Yesterday, a Reuters blogger named Felix Salmon attacked Business Insider for, in effect, producing content that readers want to read.
Felix didn’t put it that way, of course, but he does seem to feel that a publication’s writers and columnists should not be concerned with whether readers actually want to consume the content they produce.
We, needless to say, disagree. We exist for you and because of you. And if you don’t want to consume the content we produce, we can only conclude that it’s because we’re doing a lousy job.

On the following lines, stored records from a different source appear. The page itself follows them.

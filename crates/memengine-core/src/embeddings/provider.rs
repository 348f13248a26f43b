//! The `EmbeddingProvider` trait and the always-present null implementation.

use async_trait::async_trait;

/// Failure modes for an embedding gateway: unreachable model, or a vector
/// of the wrong length for the caller's declared dimension.
#[non_exhaustive]
#[derive(Debug, Clone, thiserror::Error)]
pub enum EmbeddingError {
    #[error("embedding service unavailable: {0}")]
    Unavailable(String),
    #[error("embedding service returned {got} dimensions, expected {expected}")]
    WrongDimension { got: usize, expected: usize },
}

/// A `text -> vector` capability of fixed dimension.
///
/// Implementations MUST be safe to call concurrently from multiple content
/// operations (the engine never holds this behind its own lock), and MUST
/// return `EmbeddingError` rather than panicking when the underlying model
/// is unreachable.
#[async_trait]
pub trait EmbeddingProvider: Send + Sync {
    /// Generate an embedding for `text`.
    async fn embed(&self, text: &str) -> Result<Vec<f32>, EmbeddingError>;

    /// The fixed dimension this provider always returns on success.
    fn dimension(&self) -> usize;
}

/// A provider that is always unavailable.
///
/// This is the default when the `local-embeddings` feature is compiled out
/// or the host supplies no provider. It is what lets every content
/// operation (`create_block`, `update_block`, `insert_archival`, ...)
/// succeed on the SQL write alone, per the graceful-degradation invariant
/// in spec section 4.5.
pub struct NullEmbeddingProvider {
    dimension: usize,
}

impl NullEmbeddingProvider {
    pub fn new(dimension: usize) -> Self {
        Self { dimension }
    }
}

#[async_trait]
impl EmbeddingProvider for NullEmbeddingProvider {
    async fn embed(&self, _text: &str) -> Result<Vec<f32>, EmbeddingError> {
        Err(EmbeddingError::Unavailable(
            "no embedding provider configured".to_string(),
        ))
    }

    fn dimension(&self) -> usize {
        self.dimension
    }
}
//! Embedding Gateway (C2)
//!
//! Exposes `embed(text) -> vector` of fixed dimension behind a trait so the
//! host can supply any text-to-vector capability, or none at all. Absence
//! or failure of this gateway must never block content operations — it
//! degrades semantic search to substring search (spec section 4.2).

mod local;
mod provider;

pub use local::cosine_similarity;
pub use provider::{EmbeddingError, EmbeddingProvider, NullEmbeddingProvider};

#[cfg(feature = "local-embeddings")]
pub use local::LocalEmbeddingProvider;
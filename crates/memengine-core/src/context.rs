//! Context assembly (C7)
//!
//! Pure string concatenation gluing together the prompt fragments every
//! other component already knows how to build. The engine exposes this so
//! hosts that want the defaults don't have to re-derive the ordering, but
//! nothing here is mandatory — callers may inline the same fragments in a
//! different arrangement.

use crate::error::Result;
use crate::storage::Store;

const TOOL_INSTRUCTION_SUFFIX: &str =
    "## Tool Use\n\n\
     Use the memory tools to keep this context accurate: write durable facts \
     as soon as they're established, read a block before editing it, and \
     prefer archival search over asking the user to repeat themselves.";

impl Store {
    /// Concatenate, in order: `persona_prompt`, the KV fragment, the core
    /// block fragment, the summary-ladder fragment (loaded fresh), and the
    /// fixed tool-instruction suffix. Sections that are empty contribute
    /// nothing but their own trailing separator.
    pub fn assemble_prompt(&self, persona_prompt: &str) -> Result<String> {
        let kv_fragment = self.kv_build_prompt_fragment();
        let core_fragment = self.build_core_prompt_fragment()?;
        let loaded_summaries = self.load_for_context()?;
        let summary_fragment = self.build_summary_prompt_fragment(&loaded_summaries);

        let mut sections = vec![persona_prompt.to_string()];
        for fragment in [kv_fragment, core_fragment, summary_fragment] {
            if !fragment.is_empty() {
                sections.push(fragment);
            }
        }
        sections.push(TOOL_INSTRUCTION_SUFFIX.to_string());

        Ok(sections.join("\n\n"))
    }
}
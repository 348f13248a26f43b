//! Legacy `kv_memory` -> typed `blocks` migration, followed by rollback,
//! exercised end to end against a real on-disk store.

use harness::TestDatabaseManager;
use memengine_core::BlockType;

#[tokio::test]
async fn classifies_rows_into_standard_blocks_and_renames_kv_memory() {
    let db = TestDatabaseManager::new_bare();
    let store = &db.store;

    store.kv_write("customer_notes", "prefers dark roast coffee").unwrap();
    store.kv_write("user_preferences", "likes terse replies").unwrap();
    store.kv_write("agent_info", "friendly support persona").unwrap();

    assert!(store.migration_needed().unwrap());

    let report = store.migrate_kv_to_blocks().await.unwrap();
    assert_eq!(report.total, 3);
    assert_eq!(report.migrated, 3);
    assert_eq!(report.skipped, 0);
    assert!(report.errors.is_empty());

    // customer_notes + user_preferences -> human, agent_info -> persona.
    let human = store.get_block("human").unwrap().unwrap();
    assert!(human.content.contains("customer_notes"));
    assert!(human.content.contains("user_preferences"));
    assert!(human.content.contains("prefers dark roast coffee"));

    let persona = store.get_block("persona").unwrap().unwrap();
    assert!(persona.content.contains("agent_info"));
    assert!(persona.content.contains("friendly support persona"));

    let context = store.get_block("context").unwrap().unwrap();
    assert_eq!(context.block_type, BlockType::Core);

    // No longer needed: blocks now hold at least one row.
    assert!(!store.migration_needed().unwrap());
}

#[tokio::test]
async fn rollback_restores_kv_memory_row_for_row() {
    let db = TestDatabaseManager::new_bare();
    let store = &db.store;

    store.kv_write("human_notes", "left-handed").unwrap();
    let before = store.kv_load_all().unwrap();

    store.migrate_kv_to_blocks().await.unwrap();
    store.rollback_migration().unwrap();

    let after = store.kv_load_all().unwrap();
    assert_eq!(before.len(), after.len());
    for (b, a) in before.iter().zip(after.iter()) {
        assert_eq!(b.purpose, a.purpose);
        assert_eq!(b.text, a.text);
        assert_eq!(b.updated_at, a.updated_at);
    }
}

#[tokio::test]
async fn rollback_without_prior_migration_fails() {
    let db = TestDatabaseManager::new_bare();
    let store = &db.store;

    assert!(store.rollback_migration().is_err());
}

#[tokio::test]
async fn export_blocks_to_kv_round_trips_core_content() {
    let db = TestDatabaseManager::new_bare();
    let store = &db.store;

    store
        .create_block("human", "Human", "likes tea", BlockType::Core)
        .await
        .unwrap();
    store
        .create_block("persona", "Persona", "is a helpful assistant", BlockType::Core)
        .await
        .unwrap();

    let exported = store.export_blocks_to_kv().unwrap();
    assert_eq!(exported, 2);

    let human_entry = store.kv_read("human").unwrap().expect("human kv row");
    assert_eq!(human_entry.text, "likes tea");
}

#[tokio::test]
async fn migration_with_no_kv_rows_is_a_no_op() {
    let db = TestDatabaseManager::new_bare();
    let store = &db.store;

    assert!(!store.migration_needed().unwrap());
    let report = store.migrate_kv_to_blocks().await.unwrap();
    assert_eq!(report.total, 0);
    assert_eq!(report.migrated, 0);
}
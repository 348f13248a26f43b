//! `memory_rethink` tool: unconditionally overwrite a block's content.

use memengine_core::Store;
use serde::Deserialize;
use serde_json::Value;

pub fn schema() -> Value {
    serde_json::json!({
        "type": "object",
        "properties": {
            "block_id": { "type": "string" },
            "new_content": { "type": "string" },
            "reason": {
                "type": "string",
                "description": "Optional rationale, logged but not persisted"
            }
        },
        "required": ["block_id", "new_content"]
    })
}

#[derive(Debug, Deserialize)]
struct Args {
    block_id: String,
    new_content: String,
    #[serde(default)]
    reason: Option<String>,
}

pub async fn execute(store: &Store, args: Option<Value>) -> Result<Value, String> {
    let args: Args = match args {
        Some(v) => serde_json::from_value(v).map_err(|e| format!("Invalid arguments: {}", e))?,
        None => return Err("Missing arguments".to_string()),
    };

    match store
        .rethink_block(&args.block_id, &args.new_content, args.reason.as_deref())
        .await
    {
        Ok(_) => Ok(serde_json::json!({
            "success": true,
            "message": format!("block '{}' rewritten", args.block_id),
        })),
        Err(e) => Ok(serde_json::json!({
            "success": false,
            "message": e.to_string(),
        })),
    }
}
//! Error types
//!
//! One engine-wide error enum, matching the error kinds spec'd as
//! recognizable and distinguishable by callers: storage/content failures
//! are fatal to the operation that raised them, while `BlockNotFound`,
//! `ContentNotFound`, and `BlockConflict` are logical failures meant to be
//! surfaced as structured `{success: false}` tool responses rather than
//! propagated as hard errors.

use thiserror::Error;

/// Engine-wide result alias.
pub type Result<T> = std::result::Result<T, EngineError>;

#[non_exhaustive]
#[derive(Debug, Error)]
pub enum EngineError {
    /// Any SQL error. Fatal to the operation, surfaced to the caller.
    #[error("storage failure during {operation}: {source}")]
    StorageFailure {
        operation: &'static str,
        #[source]
        source: rusqlite::Error,
    },

    /// Content-layer error: cache/JSON metadata parse failures and the like.
    #[error("memory failure during {operation}: {reason}")]
    MemoryFailure {
        operation: &'static str,
        reason: String,
    },

    /// A block with this id does not exist.
    #[error("block not found: {0}")]
    BlockNotFound(String),

    /// A `replace_content` substring was not present in the block.
    #[error("content not found in block {0}")]
    ContentNotFound(String),

    /// `create_block` was called with an id that already exists.
    #[error("block already exists: {0}")]
    BlockConflict(String),

    /// The embedding gateway could not be reached or returned a bad vector.
    /// Swallowed (logged at warning level) by content operations; only
    /// surfaced to direct callers of semantic search.
    #[error("embedding unavailable: {0}")]
    EmbeddingUnavailable(String),

    /// Two vectors compared for cosine similarity had different lengths.
    /// A programmer error, never tolerated silently.
    #[error("dimension mismatch: {a} vs {b}")]
    DimensionMismatch { a: usize, b: usize },

    /// Summarization LLM call failed. Fatal to the summarization operation;
    /// never corrupts already-committed state.
    #[error("llm failure: {0}")]
    LlmFailure(String),

    /// IO error opening/creating the database file or its parent directory.
    #[error("io error: {0}")]
    Io(#[from] std::io::Error),

    /// Store could not be initialized (e.g. no platform data directory).
    #[error("initialization error: {0}")]
    Init(String),
}

impl EngineError {
    pub(crate) fn storage(operation: &'static str) -> impl FnOnce(rusqlite::Error) -> EngineError {
        move |source| EngineError::StorageFailure { operation, source }
    }
}
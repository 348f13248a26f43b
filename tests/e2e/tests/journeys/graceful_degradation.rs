//! The embedding side-channel must never block content operations: a store
//! with no embedding service configured still accepts writes, and semantic
//! search fails in a way callers can catch and fall back from.

use harness::TestDatabaseManager;
use memengine_core::{BlockType, EngineError};

#[tokio::test]
async fn create_block_succeeds_without_an_embedding_service() {
    let db = TestDatabaseManager::new_bare();
    let store = &db.store;

    let block = store
        .create_block("no-embed", "No Embed", "some content", BlockType::Core)
        .await
        .expect("create_block must succeed even though embeddings are unavailable");
    assert_eq!(block.content, "some content");

    // No row was ever written to block_embeddings for this id.
    let embeddings = store.load_all_block_embeddings().unwrap();
    assert!(!embeddings.contains_key("no-embed"));
}

#[tokio::test]
async fn update_block_succeeds_without_an_embedding_service() {
    let db = TestDatabaseManager::new_bare();
    let store = &db.store;

    store
        .create_block("b", "B", "v1", BlockType::Core)
        .await
        .unwrap();
    let updated = store
        .update_block("b", "v2")
        .await
        .expect("update must succeed despite embedding refresh failing");
    assert_eq!(updated.content, "v2");
}

#[tokio::test]
async fn semantic_search_fails_and_callers_fall_back_to_substring() {
    let db = TestDatabaseManager::new_bare();
    let store = &db.store;

    store
        .create_block("a", "A", "likes dark roast coffee", BlockType::Core)
        .await
        .unwrap();

    let blocks = store.get_all_blocks(Some(BlockType::Core)).unwrap();
    let err = store
        .search_blocks("coffee", &blocks, 5, 0.5)
        .await
        .expect_err("semantic search must fail when no embedding service is configured");
    assert!(matches!(err, EngineError::EmbeddingUnavailable(_)));

    // Fallback path: substring search over the archival text index still
    // works (blocks don't have a text-search fallback of their own in this
    // engine; archival content does, via search_archival_text).
    store
        .insert_archival("likes dark roast coffee", None)
        .await
        .unwrap();
    let fallback = store.search_archival_text("dark roast", 10).unwrap();
    assert_eq!(fallback.len(), 1);
}

#[tokio::test]
async fn ensure_block_embeddings_generates_zero_when_service_unavailable() {
    let db = TestDatabaseManager::new_bare();
    let store = &db.store;

    store
        .create_block("a", "A", "content", BlockType::Core)
        .await
        .unwrap();
    let blocks = store.get_all_blocks(None).unwrap();

    let generated = store.ensure_block_embeddings(&blocks).await.unwrap();
    assert_eq!(generated, 0);
}
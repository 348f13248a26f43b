//! Database schema
//!
//! The seven logical tables of the persistence contract (spec section 3),
//! created with `IF NOT EXISTS` so `initialize()` is idempotent across every
//! component, mirroring the teacher's versioned-migration list. This engine
//! ships one schema version: there is no prior on-disk shape to migrate
//! away from, so a single "initial schema" migration is enough, applied the
//! same way the teacher applies `MIGRATIONS` in order at `Storage::new`.

/// A single forward-only schema migration.
#[derive(Debug, Clone)]
pub struct Migration {
    pub version: u32,
    pub description: &'static str,
    pub up: &'static str,
}

pub const MIGRATIONS: &[Migration] = &[Migration {
    version: 1,
    description: "Initial schema: kv_memory, blocks, archival, embeddings, summaries",
    up: MIGRATION_V1_UP,
}];

const MIGRATION_V1_UP: &str = r#"
CREATE TABLE IF NOT EXISTS kv_memory (
    purpose TEXT PRIMARY KEY,
    text TEXT NOT NULL,
    updated_at INTEGER NOT NULL
);
CREATE INDEX IF NOT EXISTS idx_kv_memory_updated ON kv_memory(updated_at DESC);

CREATE TABLE IF NOT EXISTS blocks (
    id TEXT PRIMARY KEY,
    label TEXT NOT NULL,
    content TEXT NOT NULL,
    type TEXT NOT NULL DEFAULT 'core',
    updated_at INTEGER NOT NULL,
    metadata TEXT NOT NULL DEFAULT '{}'
);
CREATE INDEX IF NOT EXISTS idx_blocks_type_updated ON blocks(type, updated_at DESC);
CREATE INDEX IF NOT EXISTS idx_blocks_label ON blocks(label);

CREATE TABLE IF NOT EXISTS archival (
    id TEXT PRIMARY KEY,
    content TEXT NOT NULL,
    created_at INTEGER NOT NULL,
    metadata TEXT NOT NULL DEFAULT '{}',
    vector_id TEXT
);
CREATE INDEX IF NOT EXISTS idx_archival_created ON archival(created_at DESC);

CREATE TABLE IF NOT EXISTS block_embeddings (
    block_id TEXT PRIMARY KEY,
    embedding TEXT NOT NULL,
    updated_at INTEGER NOT NULL
);

CREATE TABLE IF NOT EXISTS archival_embeddings (
    entry_id TEXT PRIMARY KEY,
    embedding TEXT NOT NULL,
    updated_at INTEGER NOT NULL
);

CREATE TABLE IF NOT EXISTS summaries (
    id INTEGER PRIMARY KEY AUTOINCREMENT,
    summary TEXT NOT NULL,
    summary_level INTEGER NOT NULL,
    message_count INTEGER NOT NULL,
    parent_summary_id INTEGER REFERENCES summaries(id),
    created_at INTEGER NOT NULL
);
CREATE INDEX IF NOT EXISTS idx_summaries_level_created ON summaries(summary_level, created_at DESC);
CREATE INDEX IF NOT EXISTS idx_summaries_parent ON summaries(parent_summary_id);
"#;

/// Apply every migration in order against `conn`. Idempotent: re-running
/// against an already-migrated database is a no-op (every statement is
/// `IF NOT EXISTS`).
pub fn apply_migrations(conn: &rusqlite::Connection) -> rusqlite::Result<()> {
    for migration in MIGRATIONS {
        tracing::debug!(
            version = migration.version,
            description = migration.description,
            "applying migration"
        );
        conn.execute_batch(migration.up)?;
    }
    Ok(())
}
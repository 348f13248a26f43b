//! LLM client capability used by summarization (C6).
//!
//! Scoped out of this spec as an external collaborator: an abstract
//! text-generation capability. The engine only needs a single
//! `(system, user, temperature) -> text` operation.

use async_trait::async_trait;

#[non_exhaustive]
#[derive(Debug, Clone, thiserror::Error)]
pub enum LlmError {
    #[error("llm call failed: {0}")]
    Failed(String),
}

/// An abstract text-generation capability.
///
/// Summarization is the only consumer of this trait (spec section 4.6);
/// any failure here is fatal to the summarize operation that invoked it and
/// never corrupts already-committed state, since the summary row insert
/// only happens after a successful `generate` call.
#[async_trait]
pub trait LlmProvider: Send + Sync {
    async fn generate(&self, system: &str, user: &str, temperature: f32) -> Result<String, LlmError>;
}
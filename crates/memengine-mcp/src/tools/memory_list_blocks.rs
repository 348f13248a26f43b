//! `memory_list_blocks` tool: list blocks with a short content preview.

use chrono::{TimeZone, Utc};
use memengine_core::{BlockType, Store};
use serde::Deserialize;
use serde_json::Value;

pub fn schema() -> Value {
    serde_json::json!({
        "type": "object",
        "properties": {
            "type": {
                "type": "string",
                "enum": ["core", "archival"],
                "description": "Filter by block type; omit for all blocks"
            }
        }
    })
}

#[derive(Debug, Deserialize, Default)]
struct Args {
    #[serde(default, rename = "type")]
    block_type: Option<String>,
}

fn preview(text: &str, max_chars: usize) -> String {
    let mut out: String = text.chars().take(max_chars).collect();
    if text.chars().count() > max_chars {
        out.push('…');
    }
    out
}

fn timestamp(ms: i64) -> String {
    Utc.timestamp_millis_opt(ms)
        .single()
        .map(|dt| dt.to_rfc3339())
        .unwrap_or_else(|| ms.to_string())
}

pub async fn execute(store: &Store, args: Option<Value>) -> Result<Value, String> {
    let args: Args = match args {
        Some(v) => serde_json::from_value(v).map_err(|e| format!("Invalid arguments: {}", e))?,
        None => Args::default(),
    };

    let block_type = match args.block_type.as_deref() {
        Some("core") => Some(BlockType::Core),
        Some("archival") => Some(BlockType::Archival),
        _ => None,
    };

    let blocks = store.get_all_blocks(block_type).map_err(|e| e.to_string())?;
    let entries: Vec<Value> = blocks
        .iter()
        .map(|b| {
            serde_json::json!({
                "id": b.id,
                "label": b.label,
                "type": b.block_type,
                "preview": preview(&b.content, 100),
                "updated_at": timestamp(b.updated_at),
            })
        })
        .collect();

    Ok(serde_json::json!({ "blocks": entries }))
}
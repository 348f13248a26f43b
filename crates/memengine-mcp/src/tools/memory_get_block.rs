//! `memory_get_block` tool: fetch a single block by id.

use chrono::{TimeZone, Utc};
use memengine_core::Store;
use serde::Deserialize;
use serde_json::Value;

pub fn schema() -> Value {
    serde_json::json!({
        "type": "object",
        "properties": {
            "block_id": {
                "type": "string",
                "description": "The id of the block to retrieve"
            }
        },
        "required": ["block_id"]
    })
}

#[derive(Debug, Deserialize)]
struct Args {
    block_id: String,
}

pub async fn execute(store: &Store, args: Option<Value>) -> Result<Value, String> {
    let args: Args = match args {
        Some(v) => serde_json::from_value(v).map_err(|e| format!("Invalid arguments: {}", e))?,
        None => return Err("Missing arguments".to_string()),
    };

    let block = store.get_block(&args.block_id).map_err(|e| e.to_string())?;

    match block {
        Some(block) => Ok(serde_json::json!({
            "block_id": block.id,
            "label": block.label,
            "content": block.content,
            "updated_at": timestamp(block.updated_at),
        })),
        None => Ok(serde_json::json!({
            "success": false,
            "message": format!("block '{}' does not exist", args.block_id),
        })),
    }
}

fn timestamp(ms: i64) -> String {
    Utc.timestamp_millis_opt(ms)
        .single()
        .map(|dt| dt.to_rfc3339())
        .unwrap_or_else(|| ms.to_string())
}

#[cfg(test)]
mod tests {
    use super::*;
    use memengine_core::{BlockType, MemoryEngineConfig, NullEmbeddingProvider};
    use std::sync::Arc;

    fn test_store() -> Store {
        Store::open_in_memory(
            MemoryEngineConfig::default(),
            Arc::new(NullEmbeddingProvider::new(768)),
            None,
        )
        .unwrap()
    }

    #[tokio::test]
    async fn returns_block_fields_when_present() {
        let store = test_store();
        store
            .create_block("human", "Human", "likes tea", BlockType::Core)
            .await
            .unwrap();

        let result = execute(&store, Some(serde_json::json!({ "block_id": "human" })))
            .await
            .unwrap();
        assert_eq!(result["block_id"], "human");
        assert_eq!(result["content"], "likes tea");
        assert!(result["updated_at"].is_string());
    }

    #[tokio::test]
    async fn reports_missing_block_in_band() {
        let store = test_store();
        let result = execute(&store, Some(serde_json::json!({ "block_id": "ghost" })))
            .await
            .unwrap();
        assert_eq!(result["success"], false);
        assert!(result["message"].as_str().unwrap().contains("ghost"));
    }

    #[tokio::test]
    async fn missing_arguments_fails() {
        let store = test_store();
        let result = execute(&store, None).await;
        assert!(result.is_err());
    }

    #[test]
    fn schema_requires_block_id() {
        let s = schema();
        assert!(s["required"].as_array().unwrap().contains(&serde_json::json!("block_id")));
    }
}
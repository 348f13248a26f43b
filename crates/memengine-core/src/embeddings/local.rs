//! Cosine similarity and the optional local (fastembed) embedding provider.

use crate::error::{EngineError, Result};

/// Cosine similarity between two vectors of equal length.
///
/// `cos(a, b) = sum(a_i * b_i) / (||a|| * ||b||)`. When either norm is zero
/// the result is `0.0` rather than dividing by zero. Vectors of unequal
/// length are a programmer error: this raises `DimensionMismatch` instead
/// of silently returning a meaningless score.
pub fn cosine_similarity(a: &[f32], b: &[f32]) -> Result<f32> {
    if a.len() != b.len() {
        return Err(EngineError::DimensionMismatch {
            a: a.len(),
            b: b.len(),
        });
    }

    let mut dot = 0.0_f32;
    let mut norm_a = 0.0_f32;
    let mut norm_b = 0.0_f32;

    for (x, y) in a.iter().zip(b.iter()) {
        dot += x * y;
        norm_a += x * x;
        norm_b += y * y;
    }

    let denom = (norm_a * norm_b).sqrt();
    if denom > 0.0 {
        Ok(dot / denom)
    } else {
        Ok(0.0)
    }
}

#[cfg(feature = "local-embeddings")]
mod fastembed_provider {
    use super::*;
    use crate::embeddings::provider::{EmbeddingError, EmbeddingProvider};
    use async_trait::async_trait;
    use fastembed::{EmbeddingModel, InitOptions, TextEmbedding};
    use std::sync::{Mutex, OnceLock};

    /// Dimension of `nomic-embed-text-v1.5`, the default local model.
    pub const LOCAL_EMBEDDING_DIMENSIONS: usize = 768;

    static MODEL: OnceLock<std::result::Result<Mutex<TextEmbedding>, String>> = OnceLock::new();

    fn cache_dir() -> std::path::PathBuf {
        if let Ok(path) = std::env::var("MEMENGINE_EMBEDDING_CACHE") {
            return std::path::PathBuf::from(path);
        }
        if let Some(dirs) = directories::ProjectDirs::from("com", "memengine", "core") {
            return dirs.cache_dir().join("fastembed");
        }
        std::path::PathBuf::from(".memengine_cache")
    }

    fn model() -> std::result::Result<std::sync::MutexGuard<'static, TextEmbedding>, EmbeddingError>
    {
        let result = MODEL.get_or_init(|| {
            let dir = cache_dir();
            if let Err(e) = std::fs::create_dir_all(&dir) {
                tracing::warn!("failed to create embedding cache dir {:?}: {}", dir, e);
            }
            let options = InitOptions::new(EmbeddingModel::NomicEmbedTextV15)
                .with_show_download_progress(false)
                .with_cache_dir(dir);
            TextEmbedding::try_new(options)
                .map(Mutex::new)
                .map_err(|e| format!("failed to initialize nomic-embed-text-v1.5: {e}"))
        });

        match result {
            Ok(model) => model
                .lock()
                .map_err(|e| EmbeddingError::Unavailable(format!("lock poisoned: {e}"))),
            Err(e) => Err(EmbeddingError::Unavailable(e.clone())),
        }
    }

    /// Local ONNX-based embedding provider. No network calls; the model is
    /// downloaded once and cached on disk the first time it's used.
    pub struct LocalEmbeddingProvider;

    impl LocalEmbeddingProvider {
        pub fn new() -> Self {
            Self
        }
    }

    impl Default for LocalEmbeddingProvider {
        fn default() -> Self {
            Self::new()
        }
    }

    #[async_trait]
    impl EmbeddingProvider for LocalEmbeddingProvider {
        async fn embed(&self, text: &str) -> std::result::Result<Vec<f32>, EmbeddingError> {
            let text = text.to_string();
            tokio::task::spawn_blocking(move || {
                let mut guard = model()?;
                let embeddings = guard
                    .embed(vec![text], None)
                    .map_err(|e| EmbeddingError::Unavailable(e.to_string()))?;
                embeddings
                    .into_iter()
                    .next()
                    .ok_or_else(|| EmbeddingError::Unavailable("no embedding returned".into()))
            })
            .await
            .map_err(|e| EmbeddingError::Unavailable(format!("embedding task panicked: {e}")))?
        }

        fn dimension(&self) -> usize {
            LOCAL_EMBEDDING_DIMENSIONS
        }
    }
}

#[cfg(feature = "local-embeddings")]
pub use fastembed_provider::LocalEmbeddingProvider;
//! `archival_insert` tool: append a new entry to the archival store.

use memengine_core::Store;
use serde::Deserialize;
use serde_json::Value;

pub fn schema() -> Value {
    serde_json::json!({
        "type": "object",
        "properties": {
            "content": { "type": "string" },
            "metadata": {
                "type": "object",
                "description": "Arbitrary caller-supplied metadata stored alongside the entry"
            }
        },
        "required": ["content"]
    })
}

#[derive(Debug, Deserialize)]
struct Args {
    content: String,
    #[serde(default)]
    metadata: Option<Value>,
}

pub async fn execute(store: &Store, args: Option<Value>) -> Result<Value, String> {
    let args: Args = match args {
        Some(v) => serde_json::from_value(v).map_err(|e| format!("Invalid arguments: {}", e))?,
        None => return Err("Missing arguments".to_string()),
    };

    match store.insert_archival(&args.content, args.metadata).await {
        Ok(id) => Ok(serde_json::json!({
            "success": true,
            "message": "archival entry created",
            "id": id,
        })),
        Err(e) => Ok(serde_json::json!({
            "success": false,
            "message": e.to_string(),
        })),
    }
}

Felix’s views are shared by some journalists who work in mainstream media organisations, where there is still a lot of money coming in from old business models and where long, text-heavy content is the primary storytelling form (And no wonder: Newspapers sell more ads when they fill more pages, so stories run long). This is especially true at Reuters, of course, where the bloggers’ salaries are paid by a massively profitable global trader-information terminal that Wall Street folks pay thousands of dollars a month for — a terminal business that, by the way, the bloggers’ efforts don’t help in any way.
Let me be the first to tell you that we would LOVE to have a multi-billion-dollar global trader-terminal business to fund our online news operation. It would make life a lot easier and more luxurious. We hope to someday have a business like that. As yet, we don’t.
More importantly, we also think Felix’s criticism of our content is grossly unfair. We’re publishing a huge amount of content that is exactly what he thinks we should be producing — long, text-heavy analysis, original reporting, and commentary. Some examples from just the past few days:
- An analysis of the future of Microsoft’s search engine Bing
- An analysis of the stock market’s nutty valuation
- The reaction from the NYT’s newsroom to the huge raise Arthur Sulzberger just gave himself
- An investigation into why an actor is publicly humping the stock of a dubious oil company
- The outing of a scammy company running a scammy ad on CNBC
- A report on the real reason so many top execs are leaving Yahoo
- A report on Google’s double-standard on censoring content for oppressive governments
- An original guide to acing your next presentation
- An exclusive ranking of the world’s best business schools
- An analysis of which startup is winning the location-based war
- An analysis of the real reason so many wireless carriers are adopting Google’s Android
- A report on the legal attack the opponents of healthcare reform are mounting in the courts
And that’s just from our (unbelievably dedicated) full-time staff. It excludes our market commentary, as well as the many excellent visual and quantitative features we produce, which our readers love (Check out this cool look at some of the world’s most luxurious train trips, for example, which was a huge hit yesterday). We also are fortunate to have dozens of excellent contributors, and we’re adding more all the time. And in addition to producing stories like the ones above, we highlight, link to, comment on, and/or analyse more than 75 other important business stories every single day.
In short, if long, text-heavy content were the only thing that our readers really wanted to read, we’d produce even more of it. (In fact, it’s safe to say it would be all we produce). But it isn’t. It’s the mix of content that readers love, and we’re proud as hell of ours.
After listening to Felix’s views about how we should be running our business, it occurred to me that maybe one reason he feels that way is that he doesn’t understand the economics of it. So, yesterday evening, while my kids squabbled over the screen angle of Lord Of The Rings in the back seat of our car, I addressed that topic in a short Tweetifesto (my wife was driving, thankfully).
You can scroll through it by clicking the handy link to the right that says “View As One Page” >
* This tweet, by the way, was expressed badly. Several Tweetifesto listeners saw it as my taking credit for the success of our writers. I didn't mean it that way at all.
What I was trying to express was that, if you work for a site like The New York Times, which gets millions of direct visits per month, you'll generate tens of thousands of pageviews merely from being published by the New York Times. This has always been true for big publications -- there's nothing new about it. But it shouldn't go to the head of NYT writers who have huge influence and readership merely because they work for the Times.
And this is not to say that some writers don't have a huge number of readers who couldn't care less where they are published and only care about reading them. Some writers do have this -- to their complete credit. And one of the things that is great about the online medium is that it gives these writers more power. Speaking as a writer in addition to editor and executive, more power for writers is very good.